Who We Are

In our global economy where third-party services are essential, Shared Assessments is at the forefront of providing thought leadership, standards, and education to drive third-party risk assurance. With nearly 20 years focused on collaborating to reduce risks associated with outsourcing, here are key milestones in our origin story:

• The Founding Vision: Driven by a need for efficiency and standardization in third-party risk management, industry leaders including major banks and the big four accounting firms came together to streamline assessing third-party risks posed by vendors. Originally, our program was coined Bank Information Technology Security (BITS), and we focused on streamlining the data security audit process for banks and vendors. (Previously, banks conducted bespoke assessments of vendors in a time-consuming process.)

• Inception Of The SIG Questionnaire: Recognizing the need for efficiency for companies creating and responding to unique questionnaires from each partner, Shared Assessments developed the Standardized Information Gathering (SIG) Questionnaire. This standardized tool aimed to assess cybersecurity risks, operational risks, and other potential threats posed by third parties. Today, more than 500 organizations and partners license the Standardized Information Gathering (SIG) Questionnaire for security due diligence with tens of thousands of clients and vendors who accept the SIG as the industry-standard.

• Growth and Expansion: Shared Assessments evolved its initial focus on the financial services industry and questionnaires. We established a global membership program, allowing organizations across a diverse range of industries to join forces and share best practices. This collaborative approach has fostered the development of a rich ecosystem of resources for managing third-party risk.

• Beyond The SIG: While the SIG Questionnaire remains a cornerstone of our offerings, Shared Assessments offers a comprehensive suite of products. This includes tools for self-assessment, vendor risk management, and data governance, all designed to empower organizations in managing third-party risk effectively.

• Education and Thought Leadership: Shared Assessments prioritizes knowledge sharing. We offer educational programs and certifications to enhance the expertise of third-party risk professionals and support practitioners throughout their careers. Additionally, we conduct research and publish papers and studies to keep members informed. Fostering thought leadership in the field, we host industry events including US Summit and UK Summit and bring together risk practitioners in our regularly occurring committee meetings.
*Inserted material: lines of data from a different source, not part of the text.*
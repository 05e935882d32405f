//! Bounded execution runtime for collaborator I/O.
//!
//! Evidence collection and reasoning calls are I/O bound and independent
//! within a pass. This module provides a small, bounded, thread-based worker
//! pool that fans such calls out, per-call timeouts, retry with exponential
//! backoff, and a cancellation token that supports both a graceful stop at
//! pass boundaries and an urgent abort of outstanding work.

use std::sync::atomic::{AtomicBool, Ordering};
use std::sync::Arc;
use std::thread;
use std::time::{Duration, Instant};

use crossbeam_channel::{bounded, unbounded, Receiver, RecvTimeoutError, Sender};
use serde::{Deserialize, Serialize};
use tracing::{debug, warn};

use crate::error::CollaboratorError;

/// Worker pool and retry configuration.
#[derive(Debug, Clone, PartialEq, Serialize, Deserialize)]
#[serde(default)]
pub struct RuntimeConfig {
    /// Maximum collaborator calls in flight at once.
    pub max_in_flight: usize,
    /// Per-call timeout in milliseconds.
    pub call_timeout_ms: u64,
    pub retry: RetryPolicy,
}

impl Default for RuntimeConfig {
    fn default() -> Self {
        Self {
            max_in_flight: 8,
            call_timeout_ms: 5_000,
            retry: RetryPolicy::default(),
        }
    }
}

impl RuntimeConfig {
    /// Per-call timeout.
    #[must_use]
    pub const fn call_timeout(&self) -> Duration {
        Duration::from_millis(self.call_timeout_ms)
    }
}

/// Exponential backoff policy.
#[derive(Debug, Clone, PartialEq, Serialize, Deserialize)]
#[serde(default)]
pub struct RetryPolicy {
    /// Total attempts including the first.
    pub max_attempts: u32,
    pub initial_backoff_ms: u64,
    pub multiplier: f64,
    pub max_backoff_ms: u64,
}

impl Default for RetryPolicy {
    fn default() -> Self {
        Self {
            max_attempts: 3,
            initial_backoff_ms: 50,
            multiplier: 2.0,
            max_backoff_ms: 1_000,
        }
    }
}

impl RetryPolicy {
    /// Backoff before attempt `attempt + 1` (attempts are 1-based).
    #[must_use]
    pub fn backoff(&self, attempt: u32) -> Duration {
        let exponent = i32::try_from(attempt.saturating_sub(1)).unwrap_or(i32::MAX);
        #[allow(clippy::cast_precision_loss)]
        let raw = self.initial_backoff_ms as f64 * self.multiplier.max(1.0).powi(exponent);
        #[allow(clippy::cast_possible_truncation, clippy::cast_sign_loss)]
        let millis = raw.min(self.max_backoff_ms as f64).max(0.0) as u64;
        Duration::from_millis(millis)
    }
}

#[derive(Debug, Default)]
struct CancelState {
    stop_requested: AtomicBool,
    cancelled: AtomicBool,
}

/// Cooperative cancellation shared between a caller and a running discovery.
///
/// - `request_stop` lets the current pass finish, then ends the run.
/// - `cancel` aborts outstanding collection; the current pass is discarded.
#[derive(Debug, Clone, Default)]
pub struct CancellationToken {
    inner: Arc<CancelState>,
}

impl CancellationToken {
    /// Creates a fresh token.
    #[must_use]
    pub fn new() -> Self {
        Self::default()
    }

    /// Ask the run to stop after the current pass completes.
    pub fn request_stop(&self) {
        self.inner.stop_requested.store(true, Ordering::SeqCst);
    }

    /// Abort outstanding work immediately.
    pub fn cancel(&self) {
        self.inner.cancelled.store(true, Ordering::SeqCst);
        self.inner.stop_requested.store(true, Ordering::SeqCst);
    }

    #[must_use]
    pub fn is_stop_requested(&self) -> bool {
        self.inner.stop_requested.load(Ordering::SeqCst)
    }

    #[must_use]
    pub fn is_cancelled(&self) -> bool {
        self.inner.cancelled.load(Ordering::SeqCst)
    }

    /// Sleeps for `duration` unless cancelled first. Returns false if cancelled.
    pub fn sleep(&self, duration: Duration) -> bool {
        const SLICE: Duration = Duration::from_millis(5);
        let deadline = Instant::now() + duration;
        loop {
            if self.is_cancelled() {
                return false;
            }
            let now = Instant::now();
            if now >= deadline {
                return true;
            }
            thread::sleep(SLICE.min(deadline - now));
        }
    }
}

/// Marker returned when a batch was abandoned because of cancellation.
#[derive(Debug, Clone, Copy, PartialEq, Eq)]
pub struct Cancelled;

/// Shared permits for collaborator calls in flight.
///
/// A permit is held until the collaborator call itself returns, so a call
/// abandoned after its timeout keeps its permit until it finishes.
#[derive(Debug, Clone)]
struct CallPermits {
    release: Sender<()>,
    acquire: Receiver<()>,
}

impl CallPermits {
    fn new(capacity: usize) -> Self {
        let (release, acquire) = bounded(capacity);
        for _ in 0..capacity {
            let _ = release.try_send(());
        }
        Self { release, acquire }
    }

    fn acquire(&self, timeout: Duration) -> Option<CallPermit> {
        self.acquire.recv_timeout(timeout).ok().map(|()| CallPermit {
            release: self.release.clone(),
        })
    }
}

struct CallPermit {
    release: Sender<()>,
}

impl Drop for CallPermit {
    fn drop(&mut self) {
        let _ = self.release.try_send(());
    }
}

fn timeout_error(operation: &str, timeout: Duration) -> CollaboratorError {
    CollaboratorError::Timeout {
        operation: operation.to_string(),
        duration_ms: u64::try_from(timeout.as_millis()).unwrap_or(u64::MAX),
    }
}

/// Retries `attempt_fn` with exponential backoff while errors are retryable.
///
/// Returns the last error once attempts are exhausted, and
/// `CollaboratorError::Cancelled` if the token is cancelled between attempts.
///
/// # Errors
///
/// See above.
pub fn retry_with_backoff<R, F>(
    operation: &str,
    policy: &RetryPolicy,
    cancel: &CancellationToken,
    mut attempt_fn: F,
) -> Result<R, CollaboratorError>
where
    F: FnMut(u32) -> Result<R, CollaboratorError>,
{
    let max_attempts = policy.max_attempts.max(1);
    let mut attempt = 1;
    loop {
        if cancel.is_cancelled() {
            return Err(CollaboratorError::Cancelled);
        }
        match attempt_fn(attempt) {
            Ok(value) => return Ok(value),
            Err(err) if err.is_retryable() && attempt < max_attempts => {
                let delay = policy.backoff(attempt);
                debug!(
                    operation,
                    attempt,
                    delay_ms = u64::try_from(delay.as_millis()).unwrap_or(u64::MAX),
                    error = %err,
                    "retrying"
                );
                if !cancel.sleep(delay) {
                    return Err(CollaboratorError::Cancelled);
                }
                attempt += 1;
            }
            Err(err) => {
                if attempt > 1 {
                    warn!(operation, attempts = attempt, error = %err, "giving up");
                }
                return Err(err);
            }
        }
    }
}

/// A bounded pool that maps a batch of independent jobs concurrently and
/// caps the collaborator calls its jobs have in flight.
#[derive(Debug, Clone)]
pub struct WorkerPool {
    max_in_flight: usize,
    permits: CallPermits,
}

impl WorkerPool {
    /// Creates a pool with at most `max_in_flight` concurrent jobs and
    /// collaborator calls.
    #[must_use]
    pub fn new(max_in_flight: usize) -> Self {
        let max_in_flight = max_in_flight.max(1);
        Self {
            max_in_flight,
            permits: CallPermits::new(max_in_flight),
        }
    }

    #[must_use]
    pub const fn max_in_flight(&self) -> usize {
        self.max_in_flight
    }

    /// Runs `f` on a helper thread and waits at most `timeout` for its
    /// result, counting the wait for a free call permit.
    ///
    /// A call that exceeds the timeout is abandoned: its result is dropped,
    /// but its permit is only returned once `f` finishes.
    ///
    /// # Errors
    ///
    /// Returns `CollaboratorError::Timeout` if no permit or no result arrives
    /// in time, or `CollaboratorError::Backend` if the helper thread could
    /// not be spawned or panicked.
    pub fn call_with_timeout<R, F>(
        &self,
        operation: &str,
        timeout: Duration,
        f: F,
    ) -> Result<R, CollaboratorError>
    where
        R: Send + 'static,
        F: FnOnce() -> R + Send + 'static,
    {
        let started = Instant::now();
        let permit = self
            .permits
            .acquire(timeout)
            .ok_or_else(|| timeout_error(operation, timeout))?;

        let (tx, rx) = bounded::<R>(1);
        thread::Builder::new()
            .name(format!("precog-call-{operation}"))
            .spawn(move || {
                let result = f();
                drop(permit);
                let _ = tx.send(result);
            })
            .map_err(|e| CollaboratorError::backend(format!("failed to spawn call thread: {e}")))?;

        let remaining = timeout.saturating_sub(started.elapsed());
        rx.recv_timeout(remaining).map_err(|err| match err {
            RecvTimeoutError::Timeout => timeout_error(operation, timeout),
            RecvTimeoutError::Disconnected => CollaboratorError::backend(format!(
                "{operation} call thread terminated without a result"
            )),
        })
    }

    /// Applies `f` to every item, preserving input order in the output.
    ///
    /// Workers stop picking up jobs once the token is cancelled and the whole
    /// batch is abandoned: partial results are never returned.
    ///
    /// # Errors
    ///
    /// Returns `Cancelled` if the token was cancelled before every job finished.
    pub fn map<T, R, F>(
        &self,
        items: Vec<T>,
        cancel: &CancellationToken,
        f: F,
    ) -> Result<Vec<R>, Cancelled>
    where
        T: Send,
        R: Send,
        F: Fn(T) -> R + Sync,
    {
        let total = items.len();
        if total == 0 {
            return if cancel.is_cancelled() { Err(Cancelled) } else { Ok(Vec::new()) };
        }

        let workers = self.max_in_flight.min(total);
        let (job_tx, job_rx) = bounded::<(usize, T)>(workers);
        let (result_tx, result_rx) = unbounded::<(usize, R)>();

        thread::scope(|scope| {
            for _ in 0..workers {
                let job_rx = job_rx.clone();
                let result_tx = result_tx.clone();
                let f = &f;
                scope.spawn(move || {
                    while let Ok((idx, item)) = job_rx.recv() {
                        if cancel.is_cancelled() {
                            continue;
                        }
                        let _ = result_tx.send((idx, f(item)));
                    }
                });
            }
            drop(result_tx);

            for (idx, item) in items.into_iter().enumerate() {
                if cancel.is_cancelled() {
                    break;
                }
                if job_tx.send((idx, item)).is_err() {
                    break;
                }
            }
            drop(job_tx);
        });

        if cancel.is_cancelled() {
            return Err(Cancelled);
        }

        let mut slots: Vec<Option<R>> = (0..total).map(|_| None).collect();
        for (idx, result) in result_rx.try_iter() {
            slots[idx] = Some(result);
        }
        slots.into_iter().collect::<Option<Vec<R>>>().ok_or(Cancelled)
    }
}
Shared Assessments’ story reflects the importance of managing third-party risk in today’s interconnected business landscape. Through collaboration and the development of standardized tools, we have become a central hub for organizations seeking to navigate this complex area effectively. Third-party risk management is a relationship business. Our greater community is essential to what we do. Our focus continues to be working together to create a more secure and resilient world.